For her it almost seemed like nothing ever happened - just saying "I'm hungry," and "I feel tired," like she'd had a really long nap.  Calm and tired, not thrashing about or pulling at her tubes or anything like that.  No alarm yet, maybe has a little bit of a drugged look (understandably), and we still don't know the extent of the damage of this week of MRSA sepsis, but she's lucky she had my preceptor on the case for her infection and such a good team of ICU specialists.  It's amazing - there are some patients who you really don't know if they will recover who somehow bounce back, and then there are others who look fine and are ready for discharge and they die that evening.  Definitely drives home how unpredictable medicine can be.  

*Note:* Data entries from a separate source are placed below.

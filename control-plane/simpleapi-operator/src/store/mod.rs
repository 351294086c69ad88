//! Narrow async seam over the API server.
//!
//! The reconcile orchestrator only talks to a [`ClusterStore`]; `KubeStore`
//! backs it with a live cluster and `MemoryStore` with plain maps for tests.

mod kubernetes;
mod memory;

pub use kubernetes::KubeStore;
pub use memory::{MemoryStore, StoreCall, StoreOp};

use async_trait::async_trait;
use k8s_openapi::api::apps::v1::Deployment;
use k8s_openapi::api::core::v1::Service;
use kube::core::DynamicObject;

use crate::controller::types::RouteKind;
use crate::crd::{SimpleApi, SimpleApiStatus};

#[derive(thiserror::Error, Debug, Clone, PartialEq, Eq)]
pub enum StoreError {
    #[error("not found: {0}")]
    NotFound(String),
    #[error("already exists: {0}")]
    AlreadyExists(String),
    #[error("conflict: {0}")]
    Conflict(String),
    #[error("rejected by api server: {0}")]
    Rejected(String),
    #[error("transient: {0}")]
    Transient(String),
    #[error("serialization: {0}")]
    Serialization(String),
}

impl StoreError {
    pub fn is_not_found(&self) -> bool {
        matches!(self, StoreError::NotFound(_))
    }

    pub fn is_already_exists(&self) -> bool {
        matches!(self, StoreError::AlreadyExists(_))
    }

    pub fn is_conflict(&self) -> bool {
        matches!(self, StoreError::Conflict(_))
    }
}

impl From<kube::Error> for StoreError {
    fn from(e: kube::Error) -> Self {
        match e {
            kube::Error::Api(ae) => match ae.code {
                404 => StoreError::NotFound(ae.message),
                409 if ae.reason == "AlreadyExists" => {
                    StoreError::AlreadyExists(ae.message)
                }
                409 => StoreError::Conflict(ae.message),
                400 | 422 => StoreError::Rejected(ae.message),
                _ => StoreError::Transient(format!("{}: {}", ae.code, ae.message)),
            },
            kube::Error::SerdeError(e) => StoreError::Serialization(e.to_string()),
            other => StoreError::Transient(other.to_string()),
        }
    }
}

impl From<serde_json::Error> for StoreError {
    fn from(e: serde_json::Error) -> Self {
        StoreError::Serialization(e.to_string())
    }
}

/// Everything one reconcile pass needs from the cluster.
///
/// Owner references travel inside the objects handed to the create/replace
/// calls; there is no separate ownership write.
#[async_trait]
pub trait ClusterStore: Send + Sync {
    async fn get_app(
        &self,
        ns: &str,
        name: &str,
    ) -> Result<Option<SimpleApi>, StoreError>;

    /// Deployments matching an equality label selector (`k=v,k2=v2`).
    async fn list_workloads(
        &self,
        ns: &str,
        selector: &str,
    ) -> Result<Vec<Deployment>, StoreError>;

    /// Services matching an equality label selector (`k=v,k2=v2`).
    async fn list_endpoints(
        &self,
        ns: &str,
        selector: &str,
    ) -> Result<Vec<Service>, StoreError>;

    async fn create_workload(
        &self,
        ns: &str,
        obj: &Deployment,
    ) -> Result<(), StoreError>;

    async fn create_endpoint(
        &self,
        ns: &str,
        obj: &Service,
    ) -> Result<(), StoreError>;

    async fn delete_workload(&self, ns: &str, name: &str) -> Result<(), StoreError>;

    async fn delete_endpoint(&self, ns: &str, name: &str) -> Result<(), StoreError>;

    async fn get_route(
        &self,
        kind: RouteKind,
        ns: &str,
        name: &str,
    ) -> Result<Option<DynamicObject>, StoreError>;

    async fn create_route(
        &self,
        kind: RouteKind,
        ns: &str,
        obj: &DynamicObject,
    ) -> Result<(), StoreError>;

    /// Replace guarded by the object's resourceVersion; a stale one is a
    /// [`StoreError::Conflict`].
    async fn replace_route(
        &self,
        kind: RouteKind,
        ns: &str,
        obj: &DynamicObject,
    ) -> Result<(), StoreError>;

    async fn patch_status(
        &self,
        ns: &str,
        name: &str,
        status: &SimpleApiStatus,
    ) -> Result<(), StoreError>;
}

/// Parse an equality-only label selector into key/value pairs.
pub fn parse_selector(selector: &str) -> Vec<(String, String)> {
    selector
        .split(',')
        .filter_map(|term| {
            let (k, v) = term.split_once('=')?;
            let k = k.trim();
            if k.is_empty() {
                return None;
            }
            Some((k.to_string(), v.trim().trim_start_matches('=').to_string()))
        })
        .collect()
}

That's not to say that I think we should do everything in our power to keep a human body running when it is beyond what a clinician would estimate is "the point of no return".  Some absolutely septic patients, with multi-organ failure, and other comorbidities like diabetes and obesity are still getting specialty bone scans and send out labs even when their lactic acid level is at 14, they are on 5 different pressor medications and their blood pressure is still not in control, their stats are steadily dropping, and they're on a ventilator.  There is a time and place for hospice and palliative care.  Some points that indicated that perhaps our homeless young woman might recover were the following: she was never on a ventilator, her laboratory values were never all that particularly horrible, she was young, AND she wasn't obese, diabetic, or suffering any other comorbidities that we knew of (aside from drug abuse).  It's amazing what diabetes and obesity will do to your survival rates in a hospital.